The Blackburn Twins were an American duo of entertainers (dancer-singer-actor) who appeared on stage, film, and television in the mid-20th century.

The twin brothers, Ramon Perez and Royce Perez, later professionally known as the Blackburn Twins, were born January 8, 1925 in Blue Point, New York.

At the age of seven they performed on stage in the Jerome Kern musical Music in the Air, which ran in 1932–33. Also in 1932 they made their film debut in Her First Affaire with Ida Lupino.

As child actors the boys appeared in the Broadway plays 200 Were Chosen (1936) and As You Like It (1937).
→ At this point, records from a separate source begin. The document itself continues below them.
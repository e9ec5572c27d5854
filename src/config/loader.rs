//! Configuration loading functionality.
//!
//! This module provides the [`ConfigLoader`] type for loading billing
//! configurations from YAML files.

use std::fs;
use std::path::Path;

use crate::error::{EngineError, EngineResult};
use crate::models::HolidayCalendar;
use crate::store::InMemoryStore;

use super::types::{
    BillingConfig, EmployeeRatesConfig, EngineSettings, HolidaysConfig, TiersConfig,
};

/// Loads and provides access to billing configuration.
///
/// The `ConfigLoader` reads YAML configuration files from a directory
/// and provides access to the validated [`BillingConfig`].
///
/// # Directory Structure
///
/// The configuration directory should have the following structure:
/// ```text
/// config/default/
/// ├── engine.yaml          # Engine settings
/// ├── tiers.yaml           # Tiered rate configuration
/// ├── holidays.yaml        # Public-holiday calendar
/// └── employee_rates.yaml  # Flat per-employee rates
/// ```
///
/// # Example
///
/// ```no_run
/// use billing_engine::config::ConfigLoader;
///
/// let loader = ConfigLoader::load("./config/default").unwrap();
/// println!("Fallback rate: {}", loader.settings().fallback_rate);
/// ```
#[derive(Debug, Clone)]
pub struct ConfigLoader {
    config: BillingConfig,
}

impl ConfigLoader {
    /// Loads configuration from the specified directory.
    ///
    /// # Arguments
    ///
    /// * `path` - Path to the configuration directory (e.g., "./config/default")
    ///
    /// # Returns
    ///
    /// Returns a `ConfigLoader` instance on success, or an error if:
    /// - Any required file is missing
    /// - Any file contains invalid YAML
    /// - The tier configuration fails structural validation
    ///
    /// # Example
    ///
    /// ```no_run
    /// use billing_engine::config::ConfigLoader;
    ///
    /// let loader = ConfigLoader::load("./config/default")?;
    /// # Ok::<(), billing_engine::error::EngineError>(())
    /// ```
    pub fn load<P: AsRef<Path>>(path: P) -> EngineResult<Self> {
        let path = path.as_ref();

        // Load engine.yaml
        let engine_path = path.join("engine.yaml");
        let settings = Self::load_yaml::<EngineSettings>(&engine_path)?;

        // Load tiers.yaml
        let tiers_path = path.join("tiers.yaml");
        let tiers_config = Self::load_yaml::<TiersConfig>(&tiers_path)?;

        // Load holidays.yaml
        let holidays_path = path.join("holidays.yaml");
        let holidays_config = Self::load_yaml::<HolidaysConfig>(&holidays_path)?;

        // Load employee_rates.yaml
        let rates_path = path.join("employee_rates.yaml");
        let rates_config = Self::load_yaml::<EmployeeRatesConfig>(&rates_path)?;

        let config = BillingConfig::new(
            settings,
            tiers_config.tiers,
            HolidayCalendar::from_dates(holidays_config.holidays),
            rates_config.employee_rates,
        )?;

        Ok(Self { config })
    }

    /// Loads and parses a YAML file.
    fn load_yaml<T: serde::de::DeserializeOwned>(path: &Path) -> EngineResult<T> {
        let path_str = path.display().to_string();

        let content = fs::read_to_string(path).map_err(|_| EngineError::ConfigNotFound {
            path: path_str.clone(),
        })?;

        serde_yaml::from_str(&content).map_err(|e| EngineError::ConfigParseError {
            path: path_str,
            message: e.to_string(),
        })
    }

    /// Returns the underlying billing configuration.
    pub fn config(&self) -> &BillingConfig {
        &self.config
    }

    /// Returns the engine settings.
    pub fn settings(&self) -> &EngineSettings {
        self.config.settings()
    }

    /// Converts the loaded configuration into an in-memory store.
    pub fn into_store(self) -> InMemoryStore {
        self.config.into_store()
    }
}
Separately, Royce appeared in Everywhere I Roam (1938–39) and Ramon in Stop-Over (1938). As a duo the pair danced in Olsen and Johnson's Sons o' Fun (1941–43).

Drafted into the army during World War II, they appeared in both the stage and screen versions of the patriotic show Winged Victory (1943–44). In 1946 they appeared in a gimmicky musical short
as part of a series called Film Vodvil-"Three Sets of Twins" with the McFarland Twins (musicians) and the Burke Twins (singers).

The Blackburn Twins are best remembered for three films: Words and Music (1948), Take Me Out to the Ball Game (1949), and She's Working Her Way Through College (1952).

The bulk of their professional work was in nightclubs, but from 1948 through 1954 they also made television appearances on shows like Cavalcade of Stars, The Ed Sullivan Show, Texaco Star Theater with Milton Berle, The Colgate Comedy Hour, The Tonight Show, and The Arthur Murray Party.

In 1952 while performing at the Copa Cabana, Ramon met and fell for Copa Girl Joyce Sieger. They were married within weeks.

Royce died of cancer on April 14, 1994, (age 69) in New Ipswich, New Hampshire. Ramon died August 17, 2018, (age 93) in Boynton Beach, Florida.